## Instructions to follow
Would you please transcribe the entire listing exactly?

[Opening The input section]

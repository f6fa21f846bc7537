//! UDP listener tests

use std::time::Duration;

use relay_config::ListenConfig;
use relay_metrics::SourceMetricsProvider;
use relay_protocol::{Bytes, Payload};
use tokio::net::UdpSocket;
use tokio::time::timeout;
use tokio_util::sync::CancellationToken;

use crate::{MainSender, UdpLineListener, UdpListenerConfig, datagram_lines};

fn lines(datagram: &'static [u8]) -> Vec<Bytes> {
    datagram_lines(&Bytes::from_static(datagram)).collect()
}

// ============================================================================
// Datagram Splitting
// ============================================================================

#[test]
fn test_datagram_complete_lines() {
    assert_eq!(
        lines(b"a 1 1\nb 2 2\n"),
        vec![Bytes::from_static(b"a 1 1"), Bytes::from_static(b"b 2 2")]
    );
}

#[test]
fn test_datagram_trailing_partial_dropped() {
    assert_eq!(lines(b"a 1 1\nb 2"), vec![Bytes::from_static(b"a 1 1")]);
    assert!(lines(b"no newline at all").is_empty());
}

#[test]
fn test_datagram_newline_only() {
    assert!(lines(b"\n").is_empty());
    assert!(lines(b"\n\n\n").is_empty());
    assert!(lines(b"").is_empty());
}

#[test]
fn test_datagram_skips_empty_lines() {
    assert_eq!(
        lines(b"\na 1 1\n\n\nb 2 2\n"),
        vec![Bytes::from_static(b"a 1 1"), Bytes::from_static(b"b 2 2")]
    );
}

#[test]
fn test_config_from_listen() {
    let listen = ListenConfig {
        udp: Some("127.0.0.1:2003".into()),
        udp_os_buffer_size: 1 << 20,
        ..Default::default()
    };
    let config = UdpListenerConfig::from_config(&listen).unwrap();
    assert_eq!(config.address, "127.0.0.1:2003");
    assert_eq!(config.recv_buffer_size, 1 << 20);
    assert!(UdpListenerConfig::from_config(&ListenConfig::default()).is_none());
}

// ============================================================================
// Listener
// ============================================================================

#[tokio::test]
async fn test_datagrams_pushed() {
    let (tx, rx) = crossfire::mpmc::bounded_async::<Payload>(100);
    let config = UdpListenerConfig {
        address: "127.0.0.1:0".into(),
        recv_buffer_size: 256 * 1024,
        max_line_len: 16,
    };
    let listener = UdpLineListener::bind(config, MainSender::new(tx)).await.unwrap();
    let addr = listener.local_addr();
    let metrics = listener.metrics_handle();
    let cancel = CancellationToken::new();
    let task = tokio::spawn(listener.run(cancel.clone()));

    let client = UdpSocket::bind("127.0.0.1:0").await.unwrap();
    client.send_to(b"\n", addr).await.unwrap();
    client
        .send_to(b"a.b 1 100\nthis.is.way.too.long 1 1\nc.d 2 200\npartial", addr)
        .await
        .unwrap();

    let first = timeout(Duration::from_secs(5), rx.recv()).await.unwrap().unwrap();
    let second = timeout(Duration::from_secs(5), rx.recv()).await.unwrap().unwrap();
    assert_eq!(first, Payload::Line(Bytes::from_static(b"a.b 1 100")));
    assert_eq!(second, Payload::Line(Bytes::from_static(b"c.d 2 200")));

    cancel.cancel();
    timeout(Duration::from_secs(5), task).await.unwrap().unwrap().unwrap();

    let snapshot = metrics.snapshot();
    assert_eq!(snapshot.in_recs, 2);
    assert_eq!(snapshot.oversized_recs, 1);
    assert_eq!(metrics.source_type(), "udp");

    // Nothing else was queued and the sender is gone
    assert!(rx.recv().await.is_err());
}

[Closing The input section]

## Exercise solution
repository f6fa21f846bc7537
//! UDP listener tests

use std::time::Duration;

use relay_config::ListenConfig;
use relay_metrics::SourceMetricsProvider;
use relay_protocol::{Bytes, Payload};
use tokio::net::UdpSocket;
use tokio::time::timeout;
use tokio_util::sync::CancellationToken;

use crate::{MainSender, UdpLineListener, UdpListenerConfig, datagram_lines};

fn lines(datagram: &'static [u8]) -> Vec<Bytes> {
    datagram_lines(&Bytes::from_static(datagram)).collect()
}

// ============================================================================
// Datagram Splitting
// ============================================================================

#[test]
fn test_datagram_complete_lines() {
    assert_eq!(
        lines(b"a 1 1\nb 2 2\n"),
        vec![Bytes::from_static(b"a 1 1"), Bytes::from_static(b"b 2 2")]
    );
}

#[test]
fn test_datagram_trailing_partial_dropped() {
    assert_eq!(lines(b"a 1 1\nb 2"), vec![Bytes::from_static(b"a 1 1")]);
    assert!(lines(b"no newline at all").is_empty());
}

#[test]
fn test_datagram_newline_only() {
    assert!(lines(b"\n").is_empty());
    assert!(lines(b"\n\n\n").is_empty());
    assert!(lines(b"").is_empty());
}

#[test]
fn test_datagram_skips_empty_lines() {
    assert_eq!(
        lines(b"\na 1 1\n\n\nb 2 2\n"),
        vec![Bytes::from_static(b"a 1 1"), Bytes::from_static(b"b 2 2")]
    );
}

#[test]
fn test_config_from_listen() {
    let listen = ListenConfig {
        udp: Some("127.0.0.1:2003".into()),
        udp_os_buffer_size: 1 << 20,
        ..Default::default()
    };
    let config = UdpListenerConfig::from_config(&listen).unwrap();
    assert_eq!(config.address, "127.0.0.1:2003");
    assert_eq!(config.recv_buffer_size, 1 << 20);
    assert!(UdpListenerConfig::from_config(&ListenConfig::default()).is_none());
}

// ============================================================================
// Listener
// ============================================================================

#[tokio::test]
async fn test_datagrams_pushed() {
    let (tx, rx) = crossfire::mpmc::bounded_async::<Payload>(100);
    let config = UdpListenerConfig {
        address: "127.0.0.1:0".into(),
        recv_buffer_size: 256 * 1024,
        max_line_len: 16,
    };
    let listener = UdpLineListener::bind(config, MainSender::new(tx)).await.unwrap();
    let addr = listener.local_addr();
    let metrics = listener.metrics_handle();
    let cancel = CancellationToken::new();
    let task = tokio::spawn(listener.run(cancel.clone()));

    let client = UdpSocket::bind("127.0.0.1:0").await.unwrap();
    client.send_to(b"\n", addr).await.unwrap();
    client
        .send_to(b"a.b 1 100\nthis.is.way.too.long 1 1\nc.d 2 200\npartial", addr)
        .await
        .unwrap();

    let first = timeout(Duration::from_secs(5), rx.recv()).await.unwrap().unwrap();
    let second = timeout(Duration::from_secs(5), rx.recv()).await.unwrap().unwrap();
    assert_eq!(first, Payload::Line(Bytes::from_static(b"a.b 1 100")));
    assert_eq!(second, Payload::Line(Bytes::from_static(b"c.d 2 200")));

    cancel.cancel();
    timeout(Duration::from_secs(5), task).await.unwrap().unwrap().unwrap();

    let snapshot = metrics.snapshot();
    assert_eq!(snapshot.in_recs, 2);
    assert_eq!(snapshot.oversized_recs, 1);
    assert_eq!(metrics.source_type(), "udp");

    // Nothing else was queued and the sender is gone
    assert!(rx.recv().await.is_err());
}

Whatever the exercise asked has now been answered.